--- Given records ---

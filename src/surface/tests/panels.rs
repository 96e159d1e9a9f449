use super::*;
use crate::error::SimError;
use rand::SeedableRng;
use rand_chacha::ChaCha8Rng;
use std::f64::consts::PI;

fn v(x: f64, y: f64, z: f64) -> Vec3 {
    Vec3::new(x, y, z)
}

fn panel(geom: PanelGeometry) -> Panel {
    Panel::new("p", 0, geom).unwrap()
}

fn close(a: f64, b: f64) -> bool {
    (a - b).abs() < 1e-9
}

#[test]
fn rect_crossing_reports_face() {
    let p = panel(PanelGeometry::axis_rect(2, 1.0, v(0.0, 0.0, 1.0), [2.0, 2.0]));
    assert!(close(p.front().z, 1.0));
    assert!(close(p.area(), 4.0));

    let hit = p.crossing(v(0.5, 0.5, 2.0), v(0.5, 0.5, 0.0)).unwrap();
    assert!(close(hit.t, 0.5));
    assert!(close(hit.point.z, 1.0));
    assert_eq!(hit.face, Face::Front);

    let back = p.crossing(v(0.5, 0.5, 0.0), v(0.5, 0.5, 2.0)).unwrap();
    assert_eq!(back.face, Face::Back);

    assert!(p.crossing(v(3.0, 3.0, 2.0), v(3.0, 3.0, 0.0)).is_none());
    assert!(p.crossing(v(0.5, 0.5, 2.0), v(0.5, 0.5, 1.5)).is_none());
}

#[test]
fn triangle_front_follows_vertex_order() {
    let p = panel(PanelGeometry::Tri { points: [v(0.0, 0.0, 0.0), v(1.0, 0.0, 0.0), v(0.0, 1.0, 0.0)] });
    assert!(close(p.area(), 0.5));
    assert!(close(p.front().z, 1.0));
    let hit = p.crossing(v(0.2, 0.2, 1.0), v(0.2, 0.2, -1.0)).unwrap();
    assert_eq!(hit.face, Face::Front);
    assert!(close(hit.t, 0.5));
    assert!(p.crossing(v(0.8, 0.8, 1.0), v(0.8, 0.8, -1.0)).is_none());
}

#[test]
fn sphere_crossing_from_inside_hits_back() {
    let p = panel(PanelGeometry::Sph { center: Vec3::zero(), radius: 1.0, outward: true });
    assert!(close(p.area(), 4.0 * PI));
    let hit = p.crossing(Vec3::zero(), v(2.0, 0.0, 0.0)).unwrap();
    assert!(close(hit.t, 0.5));
    assert!(close(hit.point.x, 1.0));
    assert_eq!(hit.face, Face::Back);

    let inward = panel(PanelGeometry::Sph { center: Vec3::zero(), radius: 1.0, outward: false });
    let hit = inward.crossing(Vec3::zero(), v(2.0, 0.0, 0.0)).unwrap();
    assert_eq!(hit.face, Face::Front);
    assert!(close(inward.normal_at(v(1.0, 0.0, 0.0)).x, -1.0));
}

#[test]
fn cylinder_crossing_respects_length() {
    let p = panel(PanelGeometry::Cyl { start: Vec3::zero(), end: v(0.0, 0.0, 2.0), radius: 1.0, outward: true });
    assert!(close(p.area(), 2.0 * PI * 2.0));
    let hit = p.crossing(v(3.0, 0.0, 1.0), v(0.0, 0.0, 1.0)).unwrap();
    assert!((hit.t - 2.0 / 3.0).abs() < 1e-9);
    assert!(close(hit.point.x, 1.0));
    assert_eq!(hit.face, Face::Front);
    assert!(p.crossing(v(3.0, 0.0, 3.0), v(0.0, 0.0, 3.0)).is_none());
    // moving along the axis never crosses the wall
    assert!(p.crossing(v(0.0, 0.0, 0.5), v(0.0, 0.0, 1.5)).is_none());
}

#[test]
fn hemisphere_only_covers_its_dome() {
    let p = panel(PanelGeometry::Hemi { center: Vec3::zero(), radius: 1.0, axis: v(0.0, 0.0, 1.0), outward: true });
    assert!(close(p.area(), 2.0 * PI));
    let hit = p.crossing(Vec3::zero(), v(0.0, 0.0, 2.0)).unwrap();
    assert!(close(hit.point.z, 1.0));
    assert_eq!(hit.face, Face::Back);
    assert!(p.crossing(Vec3::zero(), v(0.0, 0.0, -2.0)).is_none());
}

#[test]
fn disk_crossing_respects_radius() {
    let p = panel(PanelGeometry::Disk { center: Vec3::zero(), radius: 1.0, normal: v(0.0, 0.0, 1.0) });
    assert!(close(p.area(), PI));
    let hit = p.crossing(v(0.5, 0.0, 1.0), v(0.5, 0.0, -1.0)).unwrap();
    assert_eq!(hit.face, Face::Front);
    assert!(p.crossing(v(1.5, 0.0, 1.0), v(1.5, 0.0, -1.0)).is_none());
}

#[test]
fn degenerate_geometry_is_rejected() {
    let parallel = PanelGeometry::Rect {
        corner: Vec3::zero(),
        edge1: v(1.0, 0.0, 0.0),
        edge2: v(2.0, 0.0, 0.0),
        front_sign: 1.0,
    };
    assert!(matches!(Panel::new("r", 0, parallel), Err(SimError::GeometryDegenerate { .. })));
    let collinear = PanelGeometry::Tri { points: [Vec3::zero(), v(1.0, 1.0, 1.0), v(2.0, 2.0, 2.0)] };
    assert!(matches!(Panel::new("t", 0, collinear), Err(SimError::GeometryDegenerate { .. })));
    let flat = PanelGeometry::Sph { center: Vec3::zero(), radius: 0.0, outward: true };
    assert!(matches!(Panel::new("s", 0, flat), Err(SimError::GeometryDegenerate { .. })));
}

#[test]
fn set_geometry_keeps_previous_points() {
    let mut p = panel(PanelGeometry::axis_rect(0, 1.0, Vec3::zero(), [1.0, 1.0]));
    let before = p.geometry().clone();
    p.translate(v(0.5, 0.0, 0.0)).unwrap();
    assert_eq!(p.old_geometry(), &before);
    assert!(close(p.front().x, 1.0));
    let hit = p.crossing(v(1.0, 0.5, 0.5), v(0.0, 0.5, 0.5)).unwrap();
    assert!(close(hit.point.x, 0.5));

    let moved = p.geometry().clone();
    let err = p.set_geometry(PanelGeometry::Sph { center: Vec3::zero(), radius: 1.0, outward: true });
    assert!(err.is_err());
    assert_eq!(p.geometry(), &moved);

    let bad = PanelGeometry::Rect { corner: Vec3::zero(), edge1: Vec3::zero(), edge2: v(0.0, 1.0, 0.0), front_sign: 1.0 };
    assert!(p.set_geometry(bad).is_err());
    assert_eq!(p.geometry(), &moved);
    assert!(close(p.area(), 1.0));
}

#[test]
fn random_points_lie_on_the_panel() {
    let shapes = [
        PanelGeometry::axis_rect(1, -1.0, v(1.0, 2.0, 3.0), [2.0, 0.5]),
        PanelGeometry::Tri { points: [v(0.0, 0.0, 1.0), v(2.0, 0.0, 1.0), v(0.0, 3.0, 2.0)] },
        PanelGeometry::Sph { center: v(1.0, 1.0, 1.0), radius: 2.0, outward: true },
        PanelGeometry::Cyl { start: Vec3::zero(), end: v(1.0, 1.0, 0.0), radius: 0.5, outward: false },
        PanelGeometry::Hemi { center: Vec3::zero(), radius: 1.5, axis: v(1.0, 0.0, 0.0), outward: true },
        PanelGeometry::Disk { center: v(0.0, 0.0, 5.0), radius: 2.0, normal: v(0.0, 1.0, 1.0) },
    ];
    let mut rng = ChaCha8Rng::seed_from_u64(11);
    for geom in shapes {
        let p = panel(geom);
        for _ in 0..200 {
            let x = p.random_point(&mut rng);
            let proj = p.project(x);
            assert!((proj - x).mag() < 1e-9, "{:?}: {:?} off surface", p.shape(), x);
            assert!(p.contains_projected(x), "{:?}: {:?} outside bounds", p.shape(), x);
        }
    }
}

#[test]
fn face_of_point_matches_normal() {
    let p = panel(PanelGeometry::Cyl { start: Vec3::zero(), end: v(0.0, 0.0, 1.0), radius: 1.0, outward: true });
    assert_eq!(p.face_of_point(v(2.0, 0.0, 0.5)), Face::Front);
    assert_eq!(p.face_of_point(v(0.5, 0.0, 0.5)), Face::Back);
    let r = panel(PanelGeometry::axis_rect(2, -1.0, Vec3::zero(), [1.0, 1.0]));
    assert_eq!(r.face_of_point(v(0.5, 0.5, -1.0)), Face::Front);
}

#[test]
fn surface_samples_panels_by_area() {
    let mut s = Surface::new("s", 2);
    s.add_panel(panel_named("small", PanelGeometry::axis_rect(2, 1.0, Vec3::zero(), [1.0, 1.0]))).unwrap();
    s.add_panel(panel_named("big", PanelGeometry::axis_rect(2, 1.0, v(5.0, 0.0, 0.0), [3.0, 1.0]))).unwrap();
    assert!(close(s.total_area(), 4.0));
    assert!(s.add_panel(panel_named("big", PanelGeometry::axis_rect(2, 1.0, Vec3::zero(), [1.0, 1.0]))).is_err());

    let mut rng = ChaCha8Rng::seed_from_u64(3);
    let n = 4000;
    let big = (0..n).filter(|_| s.random_point(&mut rng).unwrap().0 == 1).count();
    let frac = big as f64 / n as f64;
    assert!((frac - 0.75).abs() < 0.04, "fraction {frac}");
}

fn panel_named(name: &str, geom: PanelGeometry) -> Panel {
    Panel::new(name, 0, geom).unwrap()
}

#[test]
fn rates_become_probabilities() {
    assert_eq!(collision_probability(0.0, 1.0, 0.01), 0.0);
    assert_eq!(collision_probability(1.0, 0.0, 0.01), 1.0);
    let p = collision_probability(0.5, 2.0, 0.01);
    assert!(close(p, 0.5 * (PI * 0.01 / 2.0).sqrt()));
    assert_eq!(collision_probability(1e6, 1.0, 1.0), 1.0);

    let mut s = Surface::new("s", 2);
    s.set_rate(1, RateSource::Solution(Face::Front), MolecState::Front, 0.5, None).unwrap();
    assert_eq!(s.action(1, MolecState::Soln, Face::Front), SurfaceAction::Multiple);
    assert_eq!(s.action(1, MolecState::Soln, Face::Back), SurfaceAction::Reflect);
    s.set_rate(1, RateSource::Bound(MolecState::Front), MolecState::Soln, 10.0, None).unwrap();
    assert!(s.set_rate(1, RateSource::Bound(MolecState::Soln), MolecState::Front, 1.0, None).is_err());
    assert!(s.set_rate(1, RateSource::Bound(MolecState::Front), MolecState::Soln, -1.0, None).is_err());

    assert_eq!(s.compute_probabilities(0.01, |_| 2.0), 0);
    let coll = s.collision_details(1, Face::Front).unwrap();
    assert!(close(coll.prob[MolecState::Front.index()], p));
    let bound = s.bound_details(1, MolecState::Front).unwrap();
    assert!(close(bound.prob[MolecState::Soln.index()], 1.0 - (-0.1f64).exp()));
    assert_eq!(bound.choose(0.0), Some(MolecState::Soln));
    assert_eq!(bound.choose(0.5), None);
}

#[test]
fn action_parsing() {
    assert_eq!(SurfaceAction::parse("Reflect").unwrap(), SurfaceAction::Reflect);
    assert_eq!(SurfaceAction::parse("adsorb:up").unwrap(), SurfaceAction::Adsorb(MolecState::Up));
    assert!(SurfaceAction::parse("adsorb:soln").is_err());
    assert!(SurfaceAction::parse("bounce").is_err());
    assert_eq!(Face::parse_many("both").unwrap().len(), 2);
}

---

> Work to be completed:
Using the data above, print exactly the lines from the line that contains "0, parallel), Err(SimError::GeometryDegenerate" through the line that contains "let before = p.geometry().clone();", with both included.

> Output:
    assert!(matches!(Panel::new("r", 0, parallel), Err(SimError::GeometryDegenerate { .. })));
    let collinear = PanelGeometry::Tri { points: [Vec3::zero(), v(1.0, 1.0, 1.0), v(2.0, 2.0, 2.0)] };
    assert!(matches!(Panel::new("t", 0, collinear), Err(SimError::GeometryDegenerate { .. })));
    let flat = PanelGeometry::Sph { center: Vec3::zero(), radius: 0.0, outward: true };
    assert!(matches!(Panel::new("s", 0, flat), Err(SimError::GeometryDegenerate { .. })));
}

#[test]
fn set_geometry_keeps_previous_points() {
    let mut p = panel(PanelGeometry::axis_rect(0, 1.0, Vec3::zero(), [1.0, 1.0]));
    let before = p.geometry().clone();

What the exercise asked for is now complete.